Los temas políticos se transforman en asuntos de imagen, sentimientos y dramas personales; el principal instrumento de la acción política es la emoción, la simulación de autenticidad, los sentimientos personales que se consigue comunicar. Por eso los políticos se muestran tan indignados, escenifican afectación o nos comunican más sus convencimientos que sus decisiones. En otras épocas de mayor densidad ideológica hubiera sido impensable que un político dedicara tanto tiempo a comunicarnos su estado de ánimo y que su grado de optimismo o pesimismo nos pareciera tan relevante.
La otra cara de este proceso es la politización de lo privado, algo que resulta bien patente si advertimos que los grandes problemas públicos son actualmente problemas vinculados a la vida privada. Vivimos en un tiempo en que la misma experiencia privada de tener una identidad personal se ha convertido en una fuerza política de grandes dimensiones. Asuntos que en otras épocas se inscribían más bien en el ámbito privado, que incluso se clausuraban en la intimidad, como el género, la condición sexual, las identidades o la experiencia religiosa, irrumpen en la escena pública con toda su fuerza e inmediatez. La actual campaña presidencial americana es un buen ejemplo de que la política que podríamos llamar abstracta o programática es incapaz de imponerse a la condición personal de los candidatos, cuya raza, género o confesión religiosa sigue siendo decisiva.
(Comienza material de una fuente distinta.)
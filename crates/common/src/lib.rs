//! Shared plumbing used by every crate in the workspace.

mod backoff;
mod environment;
mod logging;

pub use backoff::ExponentialBackoff;
pub use environment::{ApiEndpoint, ParseEndpointError, DEFAULT_APP_ID, DEFAULT_WS_HOST};
pub use logging::init_logging;
use rand::Rng;
use std::time::Duration;

/// Exponential backoff with jitter and an optional attempt budget.
///
/// Formula: min(max_delay, base * 2^attempt) + random_jitter
#[derive(Debug, Clone)]
pub struct ExponentialBackoff {
    base: Duration,
    max_delay: Duration,
    jitter_factor: f64,
    max_attempts: Option<u32>,
    attempt: u32,
}

impl Default for ExponentialBackoff {
    fn default() -> Self {
        Self {
            base: Duration::from_secs(1),
            max_delay: Duration::from_secs(30),
            jitter_factor: 0.1,
            max_attempts: None,
            attempt: 0,
        }
    }
}

impl ExponentialBackoff {
    /// Create a new ExponentialBackoff.
    ///
    /// # Arguments
    /// * `base` - Initial delay duration
    /// * `max_delay` - Maximum delay cap
    /// * `jitter_factor` - Jitter as a fraction of delay (0.0 to 1.0). Negative values are clamped to 0.
    pub fn new(base: Duration, max_delay: Duration, jitter_factor: f64) -> Self {
        Self {
            base,
            max_delay,
            // Clamp negative jitter to 0 to prevent gen_range panic
            jitter_factor: jitter_factor.max(0.0),
            max_attempts: None,
            attempt: 0,
        }
    }

    /// Limit the number of delays handed out before the policy is exhausted.
    pub fn with_max_attempts(mut self, max_attempts: u32) -> Self {
        self.max_attempts = Some(max_attempts);
        self
    }

    /// Calculate the next delay and increment the attempt counter.
    ///
    /// Returns `None` once the attempt budget is spent.
    pub fn next_delay(&mut self) -> Option<Duration> {
        if self.is_exhausted() {
            return None;
        }

        let exp_delay = self.base.saturating_mul(2u32.saturating_pow(self.attempt));
        let capped_delay = exp_delay.min(self.max_delay);

        // Add jitter: random value in [-jitter_factor, +jitter_factor] of the delay
        let jitter_range = capped_delay.as_secs_f64() * self.jitter_factor;
        let jitter = if jitter_range > 0.0 {
            rand::thread_rng().gen_range(-jitter_range..=jitter_range)
        } else {
            0.0
        };
        let final_secs = (capped_delay.as_secs_f64() + jitter).max(0.0);

        self.attempt = self.attempt.saturating_add(1);

        Some(Duration::from_secs_f64(final_secs))
    }

    /// Returns true when no further attempts are allowed.
    pub fn is_exhausted(&self) -> bool {
        self.max_attempts.is_some_and(|max| self.attempt >= max)
    }

    /// Reset the attempt counter (call after a successful connection).
    pub fn reset(&mut self) {
        self.attempt = 0;
    }

    /// Get current attempt number.
    pub fn attempt(&self) -> u32 {
        self.attempt
    }

    /// Configured attempt budget, if any.
    pub fn max_attempts(&self) -> Option<u32> {
        self.max_attempts
    }
}

#[cfg(test)]
mod tests {
    use super::*;

    #[test]
    fn test_backoff_doubles_then_caps_at_thirty_seconds() {
        let mut backoff = ExponentialBackoff::new(
            Duration::from_secs(1),
            Duration::from_secs(30),
            0.0, // No jitter for deterministic test
        );

        let delays: Vec<u64> = (0..7)
            .map(|_| backoff.next_delay().unwrap().as_secs())
            .collect();

        assert_eq!(delays, vec![1, 2, 4, 8, 16, 30, 30]);
    }

    #[test]
    fn test_backoff_default_cap() {
        let mut backoff = ExponentialBackoff::default();
        for _ in 0..10 {
            backoff.next_delay();
        }

        // 30s cap plus at most 10% jitter
        let secs = backoff.next_delay().unwrap().as_secs_f64();
        assert!((27.0..=33.0).contains(&secs), "delay was {}", secs);
    }

    #[test]
    fn test_backoff_exhausts_after_budget() {
        let mut backoff =
            ExponentialBackoff::new(Duration::from_millis(10), Duration::from_secs(1), 0.0)
                .with_max_attempts(3);

        assert!(backoff.next_delay().is_some());
        assert!(backoff.next_delay().is_some());
        assert!(backoff.next_delay().is_some());
        assert!(backoff.is_exhausted());
        assert!(backoff.next_delay().is_none());
        assert_eq!(backoff.attempt(), 3);
    }

    #[test]
    fn test_backoff_reset_restores_budget() {
        let mut backoff =
            ExponentialBackoff::new(Duration::from_secs(1), Duration::from_secs(60), 0.0)
                .with_max_attempts(2);

        backoff.next_delay();
        backoff.next_delay();
        assert!(backoff.is_exhausted());

        backoff.reset();
        assert_eq!(backoff.attempt(), 0);
        assert!(!backoff.is_exhausted());
        assert_eq!(backoff.next_delay(), Some(Duration::from_secs(1)));
    }

    #[test]
    fn test_backoff_with_jitter_varies() {
        let mut backoff = ExponentialBackoff::new(
            Duration::from_secs(10),
            Duration::from_secs(60),
            0.2, // 20% jitter
        );

        // Base is 10s, jitter is +-20%, so range is [8, 12]
        let secs = backoff.next_delay().unwrap().as_secs_f64();
        assert!((8.0..=12.0).contains(&secs), "delay was {}", secs);
    }

    #[test]
    fn test_backoff_negative_jitter_clamped() {
        let mut backoff =
            ExponentialBackoff::new(Duration::from_secs(1), Duration::from_secs(60), -0.5);

        assert_eq!(backoff.next_delay(), Some(Duration::from_secs(1)));
    }

    #[test]
    fn test_unbounded_by_default() {
        let mut backoff = ExponentialBackoff::default();
        for _ in 0..100 {
            assert!(backoff.next_delay().is_some());
        }
        assert!(backoff.max_attempts().is_none());
    }
}
//! Trading loop configuration.

use std::time::Duration;

use model::{ContractBasis, ContractDirection, DurationUnit, OrderRequest};
use rust_decimal::Decimal;
use rust_decimal_macros::dec;

use crate::error::ConfigError;

/// Configuration for the trading loop.
#[derive(Debug, Clone)]
pub struct TradingConfig {
    // === Instrument and contract ===
    /// Instrument to trade, e.g. `R_100`.
    pub symbol: String,
    /// Stake per contract in `currency`.
    pub stake: Decimal,
    pub currency: String,
    pub basis: ContractBasis,
    /// Contract duration, in `duration_unit`.
    pub duration: u32,
    pub duration_unit: DurationUnit,

    // === Polling ===
    /// Pause between the end of one cycle and the start of the next.
    pub poll_interval: Duration,
    /// Candles requested per cycle.
    pub candle_count: u32,
    /// Candle width in seconds.
    pub granularity_secs: u32,

    // === Connection ===
    /// Bound on every request/response round-trip.
    pub request_timeout: Duration,
    /// Consecutive failed connects tolerated before giving up.
    pub max_reconnect_attempts: u32,
    /// First reconnect delay; doubles per attempt.
    pub reconnect_base_delay: Duration,
    /// Reconnect delay cap.
    pub reconnect_max_delay: Duration,
}

impl Default for TradingConfig {
    fn default() -> Self {
        Self {
            symbol: "R_100".to_string(),
            stake: dec!(10),
            currency: "USD".to_string(),
            basis: ContractBasis::Stake,
            duration: 1,
            duration_unit: DurationUnit::Minutes,

            poll_interval: Duration::from_secs(60),
            candle_count: 50,
            granularity_secs: 60,

            request_timeout: Duration::from_secs(10),
            max_reconnect_attempts: 5,
            reconnect_base_delay: Duration::from_secs(1),
            reconnect_max_delay: Duration::from_secs(30),
        }
    }
}

impl TradingConfig {
    /// Create a new config with all default values.
    pub fn new() -> Self {
        Self::default()
    }

    /// Builder method to set the traded symbol.
    pub fn with_symbol(mut self, symbol: impl Into<String>) -> Self {
        self.symbol = symbol.into();
        self
    }

    /// Builder method to set the stake.
    pub fn with_stake(mut self, stake: Decimal) -> Self {
        self.stake = stake;
        self
    }

    /// Builder method to set the poll interval.
    pub fn with_poll_interval(mut self, interval: Duration) -> Self {
        self.poll_interval = interval;
        self
    }

    /// Purchase request for one contract in `direction`.
    pub fn order_request(&self, direction: ContractDirection) -> OrderRequest {
        OrderRequest {
            symbol: self.symbol.clone(),
            amount: self.stake,
            basis: self.basis,
            direction,
            duration: self.duration,
            duration_unit: self.duration_unit,
            currency: self.currency.clone(),
        }
    }

    /// Check the configuration before anything connects.
    pub fn validate(&self) -> Result<(), ConfigError> {
        self.order_request(ContractDirection::Call).validate()?;

        if self.poll_interval.is_zero() {
            return Err(ConfigError::ZeroPollInterval);
        }
        if self.candle_count == 0 {
            return Err(ConfigError::ZeroCandleCount);
        }
        if self.granularity_secs == 0 {
            return Err(ConfigError::ZeroGranularity);
        }
        if self.request_timeout.is_zero() {
            return Err(ConfigError::ZeroRequestTimeout);
        }
        Ok(())
    }
}

#[cfg(test)]
mod tests {
    use super::*;
    use model::OrderValidationError;

    #[test]
    fn test_defaults_are_valid() {
        let config = TradingConfig::default();
        assert!(config.validate().is_ok());
        assert_eq!(config.symbol, "R_100");
        assert_eq!(config.poll_interval, Duration::from_secs(60));
        assert_eq!(config.candle_count, 50);
        assert_eq!(config.granularity_secs, 60);
    }

    #[test]
    fn test_order_request_from_config() {
        let config = TradingConfig::new().with_symbol("R_50").with_stake(dec!(2.5));
        let order = config.order_request(ContractDirection::Put);
        assert_eq!(order.symbol, "R_50");
        assert_eq!(order.amount, dec!(2.5));
        assert_eq!(order.direction, ContractDirection::Put);
        assert_eq!(order.duration_unit, DurationUnit::Minutes);
    }

    #[test]
    fn test_invalid_stake_rejected() {
        let config = TradingConfig::new().with_stake(dec!(-1));
        assert!(matches!(
            config.validate(),
            Err(ConfigError::Order(OrderValidationError::NonPositiveAmount(_)))
        ));
    }

    #[test]
    fn test_zero_intervals_rejected() {
        let config = TradingConfig::new().with_poll_interval(Duration::ZERO);
        assert!(matches!(config.validate(), Err(ConfigError::ZeroPollInterval)));

        let config = TradingConfig {
            candle_count: 0,
            ..TradingConfig::default()
        };
        assert!(matches!(config.validate(), Err(ConfigError::ZeroCandleCount)));

        let config = TradingConfig {
            request_timeout: Duration::ZERO,
            ..TradingConfig::default()
        };
        assert!(matches!(config.validate(), Err(ConfigError::ZeroRequestTimeout)));
    }
}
Va perdiendo fuerza el principio clásico de que el ámbito de lo tolerable y el ámbito de lo que aprobamos no coinciden. Cualquier ejercicio de distinción entre lo legal y lo moral parece una coartada para el relativismo. Pero convivir en una democracia pluralista requiere haber aprendido a distinguir lo que nos gusta de lo que simplemente soportamos, haber renunciado a erigir nuestras preferencias en norma universal, no confundir el respeto con el reconocimiento o el derecho con el aprecio. Esta distinción es correlativa a la diferencia entre un espacio público y otro privado, cuya demarcación será discutible y puede fluctuar a lo largo de la historia, pero sin la que nos enzarzaríamos en un combate por exigir de otros lo que no tenemos derecho a obtener. Son estas distinciones básicas las que se tambalean ante la extroversión histérica de la intimidad. El primer derecho humano es no estar obligado a gustar a todos. Los derechos de la persona no pueden hacerse valer si no hay un ámbito protegido de la exigencia de justificación por los demás, lo que supone una esfera de privacidad que no es propiamente política. Nos hemos acostumbrado al tópico de que la tolerancia es muy poco, pero no deberíamos olvidar que ese poco es imprescindible.
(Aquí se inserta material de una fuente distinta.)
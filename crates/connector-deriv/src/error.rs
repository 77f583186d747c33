//! Error types for the API client layers.

use connector_core::TransportError;
use model::OrderValidationError;
use std::time::Duration;
use thiserror::Error;

/// Failure to obtain the response matching a request.
#[derive(Debug, Error)]
pub enum CorrelationError {
    /// No matching response within the timeout.
    #[error("request {req_id} timed out after {}ms", .after.as_millis())]
    Timeout {
        /// Correlation id of the abandoned request.
        req_id: u64,
        after: Duration,
    },

    /// The connection closed while the request was outstanding.
    #[error("connection lost while awaiting response: {0}")]
    ConnectionLost(String),

    /// The request could not be written or the transport is down.
    #[error("transport error: {0}")]
    Transport(#[from] TransportError),

    /// The request is not a JSON object and cannot carry a correlation id.
    #[error("request must be a JSON object")]
    InvalidRequest,
}

impl CorrelationError {
    /// Whether the connection must be re-established before retrying.
    pub fn is_connection_loss(&self) -> bool {
        match self {
            Self::ConnectionLost(_) => true,
            Self::Transport(e) => e.is_connection_loss(),
            _ => false,
        }
    }
}

/// Authentication failures.
#[derive(Debug, Error)]
pub enum AuthError {
    /// The venue refused the token. Retrying with the same token is pointless.
    #[error("authorization rejected ({code}): {message}")]
    Rejected { code: String, message: String },

    /// The authorize round-trip itself failed.
    #[error("authorization request failed: {0}")]
    Correlation(#[from] CorrelationError),

    /// The response had neither `error` nor `authorize`.
    #[error("malformed authorize response: {0}")]
    Malformed(String),
}

impl AuthError {
    /// Fatal errors must not be retried with the same credential.
    pub fn is_fatal(&self) -> bool {
        matches!(self, Self::Rejected { .. })
    }
}

/// Errors issuing an authenticated request.
#[derive(Debug, Error)]
pub enum SessionError {
    /// Requests are refused until authentication completes.
    #[error("session is not authenticated")]
    NotAuthenticated,

    #[error(transparent)]
    Correlation(#[from] CorrelationError),
}

impl SessionError {
    /// Whether the session must reconnect and re-authenticate.
    pub fn needs_reconnect(&self) -> bool {
        match self {
            Self::NotAuthenticated => true,
            Self::Correlation(e) => e.is_connection_loss(),
        }
    }

    pub fn is_timeout(&self) -> bool {
        matches!(self, Self::Correlation(CorrelationError::Timeout { .. }))
    }
}

/// Errors fetching candle history.
#[derive(Debug, Error)]
pub enum FetchError {
    /// The response is missing `candles` or contains undecodable data.
    #[error("malformed candles response: {0}")]
    Malformed(String),

    /// The venue returned zero candles.
    #[error("no candles returned")]
    Empty,

    /// The venue answered with an error.
    #[error("venue error ({code}): {message}")]
    Api { code: String, message: String },

    #[error(transparent)]
    Session(#[from] SessionError),
}

/// Errors submitting a contract purchase.
///
/// A venue-side rejection is not an error; see `model::OrderResult::Rejected`.
#[derive(Debug, Error)]
pub enum SubmitError {
    /// The order failed local validation and was not sent.
    #[error("invalid order request: {0}")]
    InvalidRequest(#[from] OrderValidationError),

    /// The venue accepted the request but the response could not be decoded.
    #[error("malformed buy response: {0}")]
    Malformed(String),

    #[error(transparent)]
    Session(#[from] SessionError),
}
En nuestras sociedades se reclaman con frecuencia demandas que van más allá de la búsqueda de la justicia social y económica; lo que se exige como derecho político es la felicidad personal, el reconocimiento moral, la gratificación sexual o la salvación del alma. Pero esto es algo que no tiene ningún sentido demandar y que además no es necesario para el desarrollo de la propia identidad. En pleno movimiento por los derechos civiles, Martin Luther King afirmaba: “No pedimos que nos queráis. Sólo os exigimos que dejéis de fastidiarnos”. Formulaba así una idea de respeto igualitario que suponía el reconocimiento de que la acción pública y la intimidad privada tienen diferentes requerimientos. El concepto de espacio público introduce una distinción entre vida pública y experiencia privada que es actualmente oscurecido por el lenguaje terapéutico (plagado de referencias a “sentimientos compartidos” o a la “autoestima”). Tal vez esta confusión se deba a la dificultad de diferenciar los principios del espacio privado y las exigencias del mundo común. Un espacio público bien articulado requiere que haya unas cuestiones sociales que son puestas en el ámbito de la deliberación pública y otras que son protegidas del escrutinio colectivo.
Una ciudadanía democrática no puede desarrollarse allí donde no se ha aprendido a distinguir entre el mero respeto y la aprobación. Si uno no sabe que está obligado a tolerar cosas que no comparte, si se empeña en que sus preferencias deben contar con el beneplácito de todos, entonces se incapacita para vivir en sociedad. En lugar de la convivencia entre diferentes, limitada y condicionada por una perpetua negociación acerca de lo que se muestra y lo que es mejor guardar discretamente, hay quien se obstina en encontrar concesionarios de autoestima, en subrayar histéricamente sus emociones, en publicitar las conquistas amorosas, en desconectar su peculiaridad de la común humanidad, en proteger sus convicciones religiosas bajo un baldaquino social… Todas esas publicitaciones son cosas que no hace ninguna falta tener para sentirse de un lugar, ni para querer a alguien, ni para ordenar los propios afectos o practicar una religión. ¿Por qué entonces nos empeñamos en perseguir tales sanciones públicas? Seguramente porque a través de esa pública aprobación se revela una profunda debilidad de la propia identidad, de los sentimientos o de las convicciones religiosas.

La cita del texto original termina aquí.